We present a case of VCD, an uncommon manifestation of CD, in an adolescent who did not have any gastrointestinal symptoms. Delayed diagnosis led to delayed treatment and unnecessary surgical interventions. Relevant literatures were reviewed from search data in PubMed using the key words ‘‘vulvar Crohn’s disease, metastatic Crohn’s disease, vulvar inflammation.” and a brief summary of cases are shown in Table  [2,3,4, 6,7,8,9,10,11,12].

Table 1 Summary of VCD cases in clinical, histological, Imaging findings and management

We collected electronic medical data on patient characteristics, and evaluated findings of physical examinations, pelvic MRI, and biopsy specimen obtained from gastroduodenoscopy/colonoscopy.

Case presentation

An 18-year-old woman without any significant history of previous illnesses visited an outpatient clinic with a chief complaint of recurrent vulvar abscess for 5 months. On inspection, the vulva was diffusely swelling, tender, red and warm (Fig. 1). The patient had no other complaints apart from perineal pain and difficulty in sitting for a long time. She had previously visited another hospital with the same complaint, and on 3 occasions received incision and drainage (I&D) of the abscess. She visited a secondary hospital, where abdominal and pelvic computed tomography (APCT) showed a labia major abscess and laboratory results showed no abnormalities. She received antibiotic treatment, comprising of cephalosporin and metronidazole for 2 weeks, but her symptoms did not improve. A magnetic resonance imaging (MRI) of the pelvis was performed which revealed a 9 × 7 mm sized abscess in the right labia major (Fig. 2A). Under the impression of persistent vulvar abscess with positive culture results implicating Citrobacter freundii, Corynebacterium striatum, and Eschericia coli, I&D with local excision of inflamed tissues was performed under general anesthesia. The pathology results showed acute and chronic inflammation with granulation tissue formation, without indication of caseation status. Intravenous antibiotics were administered for 2 weeks and the vulvar inflammation subsided. However, inflammation and painful swelling of the contralateral labia major arose 2 weeks postoperatively.

Fig. 1
figure 1

Bilateral vulvar swelling with abscess. Gross picture at the time of first visit: Bilateral swollen vulva with abscess-like discharge was noticed, although the patient has been undergone the I&D 3 times

Fig. 2
figure 2

MRI image showing vulvar abscess. A Axial view of pelvic MRI prior to I&D at previous hospital with soft tissue infiltration and enhancement in both labia major and perineum (arrow: soft tissue inflammation and swelling with abscess). B Follow-up MRI taken 6 weeks postoperatively at our institution (arrow: abscess)

She was referred to our institution, a tertiary care hospital. At the pediatric and adolescent gynecology clinic, a follow-up MRI was performed because the features of the abscess were not typical of a gynecological abscess. A deep pelvic abscess, at a higher level than Bartholin abscess, was suspected. The MRI results showed diffuse inflammation of the perineum around the posterior vaginal wall with abscess formation along both vestibular glands as well as both labia major and minor. There were also features suggestive of a rectovestibular fistula at the 12–1 ‘o’clock position (Fig. 2B). The patient was then clinically evaluated for Crohn’s disease because of the above MRI findings. Her laboratory tests, including inflammatory markers, were normal.
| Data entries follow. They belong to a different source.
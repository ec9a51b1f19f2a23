//! Ordered integer set with a run-compressed representation.
//!
//! Work indices start out as long contiguous ranges and are consumed from the
//! low end, so the set stores ascending, coalesced `start..end` runs instead
//! of individual members. Pushing a fresh range is a single run insertion and
//! the length is tracked separately, so both are cheap no matter how many
//! members are involved. The set is not internally synchronized; callers that
//! share one across threads must lock around it.

use std::fmt;
use std::ops::Range;

#[derive(Debug, Clone, Default, PartialEq, Eq)]
pub struct IndexSet {
    /// Ascending, pairwise disjoint, never adjacent (adjacent runs coalesce).
    runs: Vec<Range<i64>>,
    len: usize,
}

impl IndexSet {
    pub fn new() -> Self {
        Self::default()
    }

    /// Number of members. O(1).
    pub fn len(&self) -> usize {
        self.len
    }

    pub fn is_empty(&self) -> bool {
        self.len == 0
    }

    /// Adds a single integer. Returns false if it was already a member.
    pub fn push(&mut self, x: i64) -> bool {
        match self.locate(x) {
            Ok(_) => false,
            Err(pos) => {
                let merge_left = pos > 0 && self.runs[pos - 1].end == x;
                let merge_right = pos < self.runs.len() && self.runs[pos].start == x + 1;
                match (merge_left, merge_right) {
                    (true, true) => {
                        self.runs[pos - 1].end = self.runs[pos].end;
                        self.runs.remove(pos);
                    }
                    (true, false) => self.runs[pos - 1].end = x + 1,
                    (false, true) => self.runs[pos].start = x,
                    (false, false) => self.runs.insert(pos, x..x + 1),
                }
                self.len += 1;
                true
            }
        }
    }

    /// Adds every integer in a half-open range, coalescing with any runs it
    /// touches. Members already present are not duplicated.
    pub fn push_range(&mut self, range: Range<i64>) {
        if range.is_empty() {
            return;
        }
        // Runs strictly before the new range (not even adjacent) stay put;
        // everything from there up to the first run starting past range.end
        // gets folded into a single run.
        let lo = self.runs.partition_point(|r| r.end < range.start);
        let hi = self.runs.partition_point(|r| r.start <= range.end);
        let mut merged = range;
        let mut already_present: i64 = 0;
        for r in &self.runs[lo..hi] {
            merged.start = merged.start.min(r.start);
            merged.end = merged.end.max(r.end);
            already_present += r.end - r.start;
        }
        let gained = (merged.end - merged.start) - already_present;
        self.runs.splice(lo..hi, [merged]);
        self.len += gained as usize;
    }

    /// Removes and returns the smallest member, or None when empty.
    pub fn pop_next(&mut self) -> Option<i64> {
        let first = self.runs.first_mut()?;
        let x = first.start;
        first.start += 1;
        if first.is_empty() {
            self.runs.remove(0);
        }
        self.len -= 1;
        Some(x)
    }

    /// Removes a single integer. Returns false if it was not a member.
    pub fn remove(&mut self, x: i64) -> bool {
        let Ok(pos) = self.locate(x) else {
            return false;
        };
        let run = self.runs[pos].clone();
        if run.start == x && run.end == x + 1 {
            self.runs.remove(pos);
        } else if run.start == x {
            self.runs[pos].start += 1;
        } else if run.end == x + 1 {
            self.runs[pos].end -= 1;
        } else {
            // Interior member, the run splits in two.
            self.runs[pos].end = x;
            self.runs.insert(pos + 1, x + 1..run.end);
        }
        self.len -= 1;
        true
    }

    pub fn contains(&self, x: i64) -> bool {
        self.locate(x).is_ok()
    }

    /// Members in ascending order.
    pub fn iter(&self) -> impl Iterator<Item = i64> + '_ {
        self.runs.iter().flat_map(|r| r.clone())
    }

    /// Ok(run index) when x is a member, Err(insertion position) otherwise.
    fn locate(&self, x: i64) -> Result<usize, usize> {
        self.runs.binary_search_by(|r| {
            if r.end <= x {
                std::cmp::Ordering::Less
            } else if r.start > x {
                std::cmp::Ordering::Greater
            } else {
                std::cmp::Ordering::Equal
            }
        })
    }
}

impl fmt::Display for IndexSet {
    fn fmt(&self, f: &mut fmt::Formatter<'_>) -> fmt::Result {
        write!(f, "{{")?;
        for (n, run) in self.runs.iter().enumerate() {
            if n > 0 {
                write!(f, ", ")?;
            }
            if run.end == run.start + 1 {
                write!(f, "{}", run.start)?;
            } else {
                write!(f, "{}..{}", run.start, run.end)?;
            }
        }
        write!(f, "}} ({})", self.len)
    }
}

impl Extend<i64> for IndexSet {
    fn extend<T: IntoIterator<Item = i64>>(&mut self, iter: T) {
        for x in iter {
            self.push(x);
        }
    }
}

#[cfg(test)]
mod tests {
    use super::*;

    #[test]
    fn range_push_is_one_run() {
        let mut set = IndexSet::new();
        set.push_range(0..1000);
        assert_eq!(set.len(), 1000);
        assert_eq!(set.runs.len(), 1);
    }

    #[test]
    fn pop_is_ascending() {
        let mut set = IndexSet::new();
        set.push(7);
        set.push(2);
        set.push_range(4..6);
        let drained: Vec<i64> = std::iter::from_fn(|| set.pop_next()).collect();
        assert_eq!(drained, vec![2, 4, 5, 7]);
        assert!(set.is_empty());
        assert_eq!(set.pop_next(), None);
    }

    #[test]
    fn adjacent_pushes_coalesce() {
        let mut set = IndexSet::new();
        set.push(0);
        set.push(2);
        assert_eq!(set.runs.len(), 2);
        set.push(1);
        assert_eq!(set.runs.len(), 1);
        assert_eq!(set.runs[0], 0..3);
        assert_eq!(set.len(), 3);
    }

    #[test]
    fn duplicate_push_is_rejected() {
        let mut set = IndexSet::new();
        set.push_range(0..4);
        assert!(!set.push(2));
        assert_eq!(set.len(), 4);
        assert_eq!(set.runs.len(), 1);
    }

    #[test]
    fn overlapping_ranges_do_not_duplicate() {
        let mut set = IndexSet::new();
        set.push_range(0..5);
        set.push_range(3..8);
        assert_eq!(set.len(), 8);
        assert_eq!(set.runs.len(), 1);
        set.push_range(10..12);
        set.push_range(8..10);
        assert_eq!(set.len(), 12);
        assert_eq!(set.runs.len(), 1);
    }

    #[test]
    fn remove_interior_splits_run() {
        let mut set = IndexSet::new();
        set.push_range(0..10);
        assert!(set.remove(5));
        assert_eq!(set.len(), 9);
        assert_eq!(set.runs.len(), 2);
        assert!(!set.contains(5));
        let drained: Vec<i64> = set.iter().collect();
        assert_eq!(drained, vec![0, 1, 2, 3, 4, 6, 7, 8, 9]);
    }

    #[test]
    fn remove_edges_and_absent() {
        let mut set = IndexSet::new();
        set.push_range(0..3);
        assert!(set.remove(0));
        assert!(set.remove(2));
        assert!(!set.remove(9));
        assert_eq!(set.len(), 1);
        assert!(set.contains(1));
    }

    #[test]
    fn summary_compresses_runs() {
        let mut set = IndexSet::new();
        set.push_range(0..4);
        set.push(9);
        assert_eq!(set.to_string(), "{0..4, 9} (5)");
    }

    #[test]
    fn matches_a_reference_set_under_mixed_ops() {
        use std::collections::BTreeSet;

        let mut set = IndexSet::new();
        let mut reference = BTreeSet::new();
        // Fixed-seed linear congruential stream keeps the sweep deterministic.
        let mut state: u64 = 0x2545_f491_4f6c_dd1d;
        let mut next = move || {
            state = state.wrapping_mul(6364136223846793005).wrapping_add(1442695040888963407);
            (state >> 33) as i64
        };

        for step in 0..4000 {
            match next() % 4 {
                0 => {
                    let x = next() % 200;
                    assert_eq!(set.push(x), reference.insert(x));
                }
                1 => {
                    let a = next() % 200;
                    let b = a + next() % 16;
                    set.push_range(a..b);
                    reference.extend(a..b);
                }
                2 => {
                    let x = next() % 200;
                    assert_eq!(set.remove(x), reference.remove(&x));
                }
                _ => {
                    assert_eq!(set.pop_next(), reference.pop_first());
                }
            }
            assert_eq!(set.len(), reference.len(), "diverged at step {step}");
        }
        let drained: Vec<i64> = set.iter().collect();
        let expected: Vec<i64> = reference.into_iter().collect();
        assert_eq!(drained, expected);
    }
}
The patient was then referred to the pediatric gastroenterology department where she underwent further blood tests, gastroduodenoscopy, and colonoscopy to rule out other differential diagnoses, such as sarcoidosis, pyoderma gangrenosum, hiradenitis suppurativa, cellulitis, tuberculosis, and contact dermatitis. Stool calprotectin levels was elevated to > 300 µg/g, which suggested a diagnosis of inflammatory bowel disease. A more detailed history revealed that the patient had no history of diarrhea or hematochezia. On gastroduodenoscopy, gastric mucosa was noted to be erythematous which was suggestive of reflux esophagitis and chronic superficial gastritis. Colonoscopy revealed multiple ulcers on the mucosa of the terminal ileum and the rectum (Fig. 3). Pathological evaluation of tissue specimen retrieved showed mild chronic superficial gastritis and ulceration with ill-defined noncaseating granulomatous lesions in the mucosa of the terminal ileum, which were consistent with a diagnosis of Crohn’s disease or tuberculosis. Further AFB staining and Tb-PCR performed on biopsy samples taken from the terminal ileum were negative, which ruled out tuberculosis. The rectal biopsy specimen was within normal limits. The simple endoscopic score for Crohn’s disease was 11 [13]. The result of the stool culture was positive for Clostridium difficile and the patient received oral metronidazole therapy.

Fig. 3
figure 3

Crohn’s ulcers on colonoscopy. Multiple ulcers were seen on terminal ileum mucosa

MRI enterography after oral contrast ingestion showed segmental and uneven wall thickening with ulcerative lesions from the distal to the terminal ileum and distal rectum with increased mucosal enhancement and diffusion restriction (Fig. 4). Diffuse bilateral perineal soft tissue infiltration and increased enhancement with features suggestive of a rectovaginal (11 ‘o’clock) and a vaginoperineal (bilateral anterior) fistula were also observed. The abscess in both vestibular glands and both labia were smaller in size compared to those in the pelvic MRI performed the previous month at the gynecology department. The Pediatric Crohn’s Disease Activity Index (PCDAI) was 12.5, which indicated clinical response (≤ 12.5), but not inactive disease (< 10) [14]. The modified PCDAI score was 2.5, indicating remission (< 7.5) [15].

Fig. 4
figure 4

MR enterography. Coronal view of the patient’s MRI enterography with segmental and uneven wall thickening of ulcerative lesions in distal to terminal ileum (arrow)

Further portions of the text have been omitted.